WHAT YOU WILL DO: After the line containing "if byte == END_OF_MESSAGE", write nothing more; before it, reproduce every line of the material below exactly, starting with the first.

INFORMATION GIVEN:
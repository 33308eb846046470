use super::*;
use log::{debug, warn};

const OPTIONAL_SKIPPED: u8 = 0x01;
const END_OF_MESSAGE: u8 = 0x00;

#[derive(Debug, Clone, Copy, PartialEq, Eq)]
enum Kind {
    OctetString,
    Boolean,
    Integer,
    Unsigned,
    List,
}

/// A decoded type-length field. For lists `len` counts elements, for every
/// other type it counts payload bytes.
struct TypeLength {
    kind: Kind,
    len: usize,
}

/// Parse an SML file from a frame payload (transport envelope already removed).
///
/// Zero padding between and after messages is skipped. When a later message
/// is malformed the messages read so far are kept.
pub fn parse_file(payload: &[u8]) -> Result<SmlFile, ParseError> {
    debug!("parsing SML file of {} bytes", payload.len());

    let mut parser = Parser::new(payload);
    let mut messages = Vec::new();

    while let Some(byte) = parser.peek() {
        if byte == END_OF_MESSAGE {
            parser.pos += 1;
            continue;
        }
        match parser.message() {
            Ok(message) => messages.push(message),
            Err(e) if messages.is_empty() => return Err(e),
            Err(e) => {
                warn!("could not read the whole SML file: {e}");
                break;
            }
        }
    }

    Ok(SmlFile { messages })
}

struct Parser<'a> {
    data: &'a [u8],
    pos: usize,
}

impl<'a> Parser<'a> {
    fn new(data: &'a [u8]) -> Self {
        Self { data, pos: 0 }
    }

    fn peek(&self) -> Option<u8> {
        self.data.get(self.pos).copied()
    }

    fn next_byte(&mut self) -> Result<u8, ParseError> {
        let byte = self.peek().ok_or(ParseError::UnexpectedEnd(self.pos))?;
        self.pos += 1;
        Ok(byte)
    }

    fn take(&mut self, len: usize) -> Result<&'a [u8], ParseError> {
        let end = self
            .pos
            .checked_add(len)
            .filter(|&end| end <= self.data.len())
            .ok_or(ParseError::UnexpectedEnd(self.pos))?;
        let bytes = &self.data[self.pos..end];
        self.pos = end;
        Ok(bytes)
    }

    // Messages

    fn message(&mut self) -> Result<Message, ParseError> {
        self.list(6)?;
        let transaction_id = self.octet_string()?;
        let group_no = self.unsigned_as()?;
        let abort_on_error = self.unsigned_as()?;
        let body = self.message_body()?;
        let crc = self.unsigned_as()?;
        if self.peek() == Some(END_OF_MESSAGE) {
            self.pos += 1;
        }

        Ok(Message {
            transaction_id,
            group_no,
            abort_on_error,
            body,
            crc,
        })
    }

    fn message_body(&mut self) -> Result<MessageBody, ParseError> {
        self.list(2)?;
        let tag: u32 = self.unsigned_as()?;

        let body = match tag {
            OPEN_RESPONSE => MessageBody::OpenResponse(self.open_response()?),
            CLOSE_RESPONSE => MessageBody::CloseResponse(self.close_response()?),
            GET_LIST_RESPONSE => MessageBody::GetListResponse(self.get_list_response()?),
            ATTENTION_RESPONSE => MessageBody::AttentionResponse(self.attention_response()?),
            _ => {
                debug!("skipping SML message body {tag:#06x}");
                self.skip()?;
                MessageBody::Other { tag }
            }
        };

        Ok(body)
    }

    fn open_response(&mut self) -> Result<OpenResponse, ParseError> {
        self.list(6)?;
        Ok(OpenResponse {
            codepage: self.optional(Self::octet_string)?,
            client_id: self.optional(Self::octet_string)?,
            req_file_id: self.octet_string()?,
            server_id: self.octet_string()?,
            ref_time: self.optional(Self::time)?,
            sml_version: self.optional(Self::unsigned_as::<u8>)?,
        })
    }

    fn close_response(&mut self) -> Result<CloseResponse, ParseError> {
        self.list(1)?;
        Ok(CloseResponse {
            global_signature: self.optional(Self::octet_string)?,
        })
    }

    fn get_list_response(&mut self) -> Result<GetListResponse, ParseError> {
        self.list(7)?;
        Ok(GetListResponse {
            client_id: self.optional(Self::octet_string)?,
            server_id: self.octet_string()?,
            list_name: self.optional(Self::octet_string)?,
            act_sensor_time: self.optional(Self::time)?,
            val_list: self.val_list()?,
            list_signature: self.optional(Self::octet_string)?,
            act_gateway_time: self.optional(Self::time)?,
        })
    }

    fn attention_response(&mut self) -> Result<AttentionResponse, ParseError> {
        self.list(4)?;
        let response = AttentionResponse {
            server_id: self.octet_string()?,
            attention_no: self.octet_string()?,
            attention_msg: self.optional(Self::octet_string)?,
        };
        // attention details are a parameter tree nobody here reads
        if !self.skipped() {
            self.skip()?;
        }
        Ok(response)
    }

    fn val_list(&mut self) -> Result<Vec<ListEntry>, ParseError> {
        let len = self.expect(Kind::List, "a value list")?;
        (0..len).map(|_| self.list_entry()).collect()
    }

    fn list_entry(&mut self) -> Result<ListEntry, ParseError> {
        self.list(7)?;
        Ok(ListEntry {
            obj_name: self.octet_string()?,
            status: self.optional(Self::unsigned_as::<u64>)?,
            val_time: self.optional(Self::time)?,
            unit: self.optional(Self::unsigned_as::<u8>)?,
            scaler: self.optional(Self::integer_as::<i8>)?,
            value: self.optional(Self::value)?,
            value_signature: self.optional(Self::octet_string)?,
        })
    }

    fn time(&mut self) -> Result<Time, ParseError> {
        let offset = self.pos;
        let tl = self.type_length()?;
        match tl.kind {
            // some meters send the seconds index without the choice wrapper
            Kind::Unsigned => {
                let secs = self.unsigned_bytes(tl.len)?;
                u32::try_from(secs)
                    .map(Time::SecIndex)
                    .map_err(|_| ParseError::IntegerWidth(tl.len))
            }
            Kind::List if tl.len == 2 => match self.unsigned_as::<u8>()? {
                1 => Ok(Time::SecIndex(self.unsigned_as()?)),
                2 => Ok(Time::Timestamp(self.unsigned_as()?)),
                3 => {
                    self.list(3)?;
                    Ok(Time::LocalTimestamp {
                        timestamp: self.unsigned_as()?,
                        local_offset: self.integer_as()?,
                        season_offset: self.integer_as()?,
                    })
                }
                other => Err(ParseError::TimeVariant(other)),
            },
            Kind::List => Err(ParseError::ListLength {
                expected: 2,
                found: tl.len,
                offset,
            }),
            _ => Err(ParseError::UnexpectedType {
                expected: "an SML time",
                offset,
            }),
        }
    }

    // Primitives

    fn type_length(&mut self) -> Result<TypeLength, ParseError> {
        let offset = self.pos;
        let first = self.next_byte()?;

        let kind = match (first >> 4) & 0x07 {
            0x0 => Kind::OctetString,
            0x4 => Kind::Boolean,
            0x5 => Kind::Integer,
            0x6 => Kind::Unsigned,
            0x7 => Kind::List,
            field => return Err(ParseError::UnknownType { field, offset }),
        };

        let mut len = usize::from(first & 0x0F);
        let mut tl_bytes = 1;
        let mut more = first & 0x80 != 0;
        while more {
            let byte = self.next_byte()?;
            len = (len << 4) | usize::from(byte & 0x0F);
            more = byte & 0x80 != 0;
            tl_bytes += 1;
        }

        if kind != Kind::List {
            len = len
                .checked_sub(tl_bytes)
                .ok_or(ParseError::UnexpectedType {
                    expected: "a length covering its type-length field",
                    offset,
                })?;
        }

        Ok(TypeLength { kind, len })
    }

    fn expect(&mut self, kind: Kind, expected: &'static str) -> Result<usize, ParseError> {
        let offset = self.pos;
        let tl = self.type_length()?;
        if tl.kind != kind {
            return Err(ParseError::UnexpectedType { expected, offset });
        }
        Ok(tl.len)
    }

    fn list(&mut self, expected: usize) -> Result<(), ParseError> {
        let offset = self.pos;
        let found = self.expect(Kind::List, "a list")?;
        if found != expected {
            return Err(ParseError::ListLength {
                expected,
                found,
                offset,
            });
        }
        Ok(())
    }

    fn skipped(&mut self) -> bool {
        if self.peek() == Some(OPTIONAL_SKIPPED) {
            self.pos += 1;
            true
        } else {
            false
        }
    }

    fn optional<T>(
        &mut self,
        parse: impl FnOnce(&mut Self) -> Result<T, ParseError>,
    ) -> Result<Option<T>, ParseError> {
        if self.skipped() {
            Ok(None)
        } else {
            parse(self).map(Some)
        }
    }

    fn octet_string(&mut self) -> Result<OctetString, ParseError> {
        let len = self.expect(Kind::OctetString, "an octet string")?;
        Ok(OctetString(self.take(len)?.to_vec()))
    }

    fn unsigned_as<T: TryFrom<u64>>(&mut self) -> Result<T, ParseError> {
        let len = self.expect(Kind::Unsigned, "an unsigned integer")?;
        let value = self.unsigned_bytes(len)?;
        T::try_from(value).map_err(|_| ParseError::IntegerWidth(len))
    }

    fn integer_as<T: TryFrom<i64>>(&mut self) -> Result<T, ParseError> {
        let len = self.expect(Kind::Integer, "a signed integer")?;
        let value = self.integer_bytes(len)?;
        T::try_from(value).map_err(|_| ParseError::IntegerWidth(len))
    }

    fn unsigned_bytes(&mut self, len: usize) -> Result<u64, ParseError> {
        if !(1..=8).contains(&len) {
            return Err(ParseError::IntegerWidth(len));
        }
        let bytes = self.take(len)?;
        Ok(bytes.iter().fold(0, |acc, &b| (acc << 8) | u64::from(b)))
    }

    fn integer_bytes(&mut self, len: usize) -> Result<i64, ParseError> {
        if !(1..=8).contains(&len) {
            return Err(ParseError::IntegerWidth(len));
        }
        let bytes = self.take(len)?;
        let sign: i64 = if bytes[0] & 0x80 != 0 { -1 } else { 0 };
        Ok(bytes.iter().fold(sign, |acc, &b| (acc << 8) | i64::from(b)))
    }

    fn value(&mut self) -> Result<Value, ParseError> {
        let offset = self.pos;
        let tl = self.type_length()?;
        match tl.kind {
            Kind::OctetString => Ok(Value::OctetString(OctetString(self.take(tl.len)?.to_vec()))),
            Kind::Boolean => {
                if tl.len != 1 {
                    return Err(ParseError::UnexpectedType {
                        expected: "a one-byte boolean",
                        offset,
                    });
                }
                Ok(Value::Boolean(self.next_byte()? != 0))
            }
            Kind::Integer => Ok(Value::Integer(self.integer_bytes(tl.len)?)),
            Kind::Unsigned => Ok(Value::Unsigned(self.unsigned_bytes(tl.len)?)),
            Kind::List => (0..tl.len)
                .map(|_| self.value())
                .collect::<Result<Vec<_>, _>>()
                .map(Value::List),
        }
    }

    fn skip(&mut self) -> Result<(), ParseError> {
        let tl = self.type_length()?;
        if tl.kind == Kind::List {
            for _ in 0..tl.len {
                self.skip()?;
            }
        } else {
            self.take(tl.len)?;
        }
        Ok(())
    }
}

ANSWER TO THIS TASK:
repository 33308eb846046470
use super::*;
use log::{debug, warn};

const OPTIONAL_SKIPPED: u8 = 0x01;
const END_OF_MESSAGE: u8 = 0x00;

#[derive(Debug, Clone, Copy, PartialEq, Eq)]
enum Kind {
    OctetString,
    Boolean,
    Integer,
    Unsigned,
    List,
}

/// A decoded type-length field. For lists `len` counts elements, for every
/// other type it counts payload bytes.
struct TypeLength {
    kind: Kind,
    len: usize,
}

/// Parse an SML file from a frame payload (transport envelope already removed).
///
/// Zero padding between and after messages is skipped. When a later message
/// is malformed the messages read so far are kept.
pub fn parse_file(payload: &[u8]) -> Result<SmlFile, ParseError> {
    debug!("parsing SML file of {} bytes", payload.len());

    let mut parser = Parser::new(payload);
    let mut messages = Vec::new();

    while let Some(byte) = parser.peek() {
        if byte == END_OF_MESSAGE {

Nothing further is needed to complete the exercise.